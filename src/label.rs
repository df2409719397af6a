//! Anatomical labels and orientation sign-flips.
//!
//! A label is a named set of vertices on one hemisphere, read from a
//! FreeSurfer ASCII `.label` file. Within a label, cortical normals point
//! in and out of sulcal walls, so raw time-course averages cancel;
//! [`label_sign_flip`] resolves the ambiguity by aligning every member
//! normal with the label's principal orientation.
use std::path::Path;

use ndarray::Array2;

use crate::error::{MinvError, Result};
use crate::forward::SourceSpace;
use crate::linalg::thin_svd;

/// Cortical hemisphere. Maps to source-space block 0 (`Lh`) / 1 (`Rh`).
#[derive(Debug, Clone, Copy, PartialEq, Eq)]
pub enum Hemisphere {
    Lh,
    Rh,
}

impl Hemisphere {
    pub fn block_index(self) -> usize {
        match self {
            Hemisphere::Lh => 0,
            Hemisphere::Rh => 1,
        }
    }
}

/// Named vertex set on one hemisphere.
#[derive(Debug, Clone)]
pub struct Label {
    pub name: String,
    pub hemi: Hemisphere,
    /// Vertex ids in file order.
    pub vertices: Vec<u32>,
}

/// Read a FreeSurfer ASCII label file.
///
/// Layout: a `#` comment line, a vertex count line, then one
/// `vertex x y z value` line per vertex. The hemisphere is taken from
/// the file name (`…-lh.label`, `lh.…`, etc.), as the format itself does
/// not record it.
pub fn read_label(path: &Path) -> Result<Label> {
    let text = std::fs::read_to_string(path)?;
    let stem = path
        .file_stem()
        .and_then(|s| s.to_str())
        .unwrap_or_default()
        .to_lowercase();
    let hemi = if stem.contains("lh") {
        Hemisphere::Lh
    } else if stem.contains("rh") {
        Hemisphere::Rh
    } else {
        return Err(MinvError::InvalidInput(format!(
            "cannot infer hemisphere from label file name {}",
            path.display()
        )));
    };

    let mut lines = text.lines().filter(|l| !l.trim().is_empty());
    // Comment line.
    let first = lines
        .next()
        .ok_or_else(|| MinvError::InvalidInput(format!("empty label file {}", path.display())))?;
    let count_line = if first.trim_start().starts_with('#') {
        lines.next().ok_or_else(|| {
            MinvError::InvalidInput(format!("label file {} ends after header", path.display()))
        })?
    } else {
        first
    };
    let n: usize = count_line.trim().parse().map_err(|_| {
        MinvError::InvalidInput(format!(
            "label file {}: bad vertex count line {count_line:?}",
            path.display()
        ))
    })?;

    let mut vertices = Vec::with_capacity(n);
    for line in lines {
        let mut cols = line.split_whitespace();
        let v: u32 = cols
            .next()
            .and_then(|s| s.parse().ok())
            .ok_or_else(|| {
                MinvError::InvalidInput(format!(
                    "label file {}: bad vertex line {line:?}",
                    path.display()
                ))
            })?;
        vertices.push(v);
    }
    if vertices.len() != n {
        return Err(MinvError::InvalidInput(format!(
            "label file {}: header promises {n} vertices, found {}",
            path.display(),
            vertices.len()
        )));
    }

    let name = path
        .file_stem()
        .and_then(|s| s.to_str())
        .unwrap_or("label")
        .to_string();
    Ok(Label { name, hemi, vertices })
}

/// Per-vertex signs aligning each label normal with the label's dominant
/// orientation.
///
/// The dominant orientation is the first principal component (leading
/// right-singular vector) of the member normals. Each sign is `+1` when
/// the vertex normal points with it, `-1` against it; an exactly
/// orthogonal normal maps to `+1`. Returned in the label's vertex order,
/// one entry per label vertex present in the source space.
pub fn label_sign_flip(label: &Label, src: &SourceSpace) -> Result<Vec<f64>> {
    let block_idx = label.hemi.block_index();
    let block = src.blocks.get(block_idx).ok_or_else(|| {
        MinvError::InvalidInput(format!(
            "source space has {} blocks, none for hemisphere block {block_idx}",
            src.blocks.len()
        ))
    })?;

    // Rows of the block whose vertex ids appear in the label, label order.
    let mut rows = Vec::with_capacity(label.vertices.len());
    for &v in &label.vertices {
        if let Ok(row) = block.vertices.binary_search(&v) {
            rows.push(row);
        }
    }
    if rows.is_empty() {
        return Err(MinvError::InvalidInput(format!(
            "label {:?} shares no vertices with the source space",
            label.name
        )));
    }

    let mut normals = Array2::<f64>::zeros((rows.len(), 3));
    for (i, &row) in rows.iter().enumerate() {
        for j in 0..3 {
            normals[[i, j]] = block.normals[[row, j]];
        }
    }

    let (_, _, v) = thin_svd(&normals)?;
    let principal = [v[[0, 0]], v[[1, 0]], v[[2, 0]]];

    let flips = rows
        .iter()
        .map(|&row| {
            let dot: f64 = (0..3).map(|j| block.normals[[row, j]] * principal[j]).sum();
            if dot < 0.0 {
                -1.0
            } else {
                1.0
            }
        })
        .collect();
    Ok(flips)
}

#[cfg(test)]
mod tests {
    use super::*;
    use crate::forward::SourceBlock;
    use ndarray::array;

    fn two_hemi_src() -> SourceSpace {
        // Four lh sources with normals split between +z and -z.
        let lh = SourceBlock {
            vertices: vec![0, 2, 5, 9],
            positions: Array2::zeros((4, 3)),
            normals: array![
                [0.0, 0.0, 1.0],
                [0.1, 0.0, 0.99498743710662],
                [0.0, 0.0, -1.0],
                [0.0, 0.1, 0.99498743710662]
            ],
        };
        let rh = SourceBlock {
            vertices: vec![1, 3],
            positions: Array2::zeros((2, 3)),
            normals: array![[1.0, 0.0, 0.0], [1.0, 0.0, 0.0]],
        };
        SourceSpace { blocks: vec![lh, rh] }
    }

    #[test]
    fn sign_flip_separates_opposed_normals() {
        let label = Label {
            name: "test-lh".into(),
            hemi: Hemisphere::Lh,
            vertices: vec![0, 2, 5, 9],
        };
        let flips = label_sign_flip(&label, &two_hemi_src()).unwrap();
        assert_eq!(flips.len(), 4);
        // The -z normal must be flipped relative to the +z majority.
        assert_eq!(flips[0], flips[1]);
        assert_eq!(flips[0], flips[3]);
        assert_eq!(flips[2], -flips[0]);
    }

    #[test]
    fn sign_flip_is_deterministic() {
        let label = Label {
            name: "test-lh".into(),
            hemi: Hemisphere::Lh,
            vertices: vec![0, 2, 5],
        };
        let src = two_hemi_src();
        let a = label_sign_flip(&label, &src).unwrap();
        let b = label_sign_flip(&label, &src).unwrap();
        assert_eq!(a, b);
    }

    #[test]
    fn sign_flip_skips_unknown_vertices() {
        let label = Label {
            name: "test-rh".into(),
            hemi: Hemisphere::Rh,
            vertices: vec![1, 42],
        };
        let flips = label_sign_flip(&label, &two_hemi_src()).unwrap();
        assert_eq!(flips.len(), 1);
    }

    #[test]
    fn sign_flip_empty_intersection_fails() {
        let label = Label {
            name: "test-rh".into(),
            hemi: Hemisphere::Rh,
            vertices: vec![100],
        };
        assert!(matches!(
            label_sign_flip(&label, &two_hemi_src()),
            Err(MinvError::InvalidInput(_))
        ));
    }

    #[test]
    fn read_label_parses_freesurfer_ascii() {
        let dir = std::env::temp_dir();
        let path = dir.join("minv-test-aud-lh.label");
        std::fs::write(
            &path,
            "#!ascii label, test\n3\n10 -1.0 2.0 3.0 0.0\n20 0.0 0.0 0.0 0.0\n30 1.5 2.5 3.5 1.0\n",
        )
        .unwrap();
        let label = read_label(&path).unwrap();
        std::fs::remove_file(&path).ok();
        assert_eq!(label.hemi, Hemisphere::Lh);
        assert_eq!(label.vertices, vec![10, 20, 30]);
    }

    #[test]
    fn read_label_needs_hemisphere_in_name() {
        let dir = std::env::temp_dir();
        let path = dir.join("minv-test-nohemi.label");
        std::fs::write(&path, "#c\n1\n0 0 0 0 0\n").unwrap();
        let res = read_label(&path);
        std::fs::remove_file(&path).ok();
        assert!(matches!(res, Err(MinvError::InvalidInput(_))));
    }
}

● ● ● ● ●

* **PROBLEM DESCRIPTION**: Scan the entries above and copy each line where "zeros" occurs.

* **TASK RESPONSE**:
    let mut normals = Array2::<f64>::zeros((rows.len(), 3));
            positions: Array2::zeros((4, 3)),
            positions: Array2::zeros((2, 3)),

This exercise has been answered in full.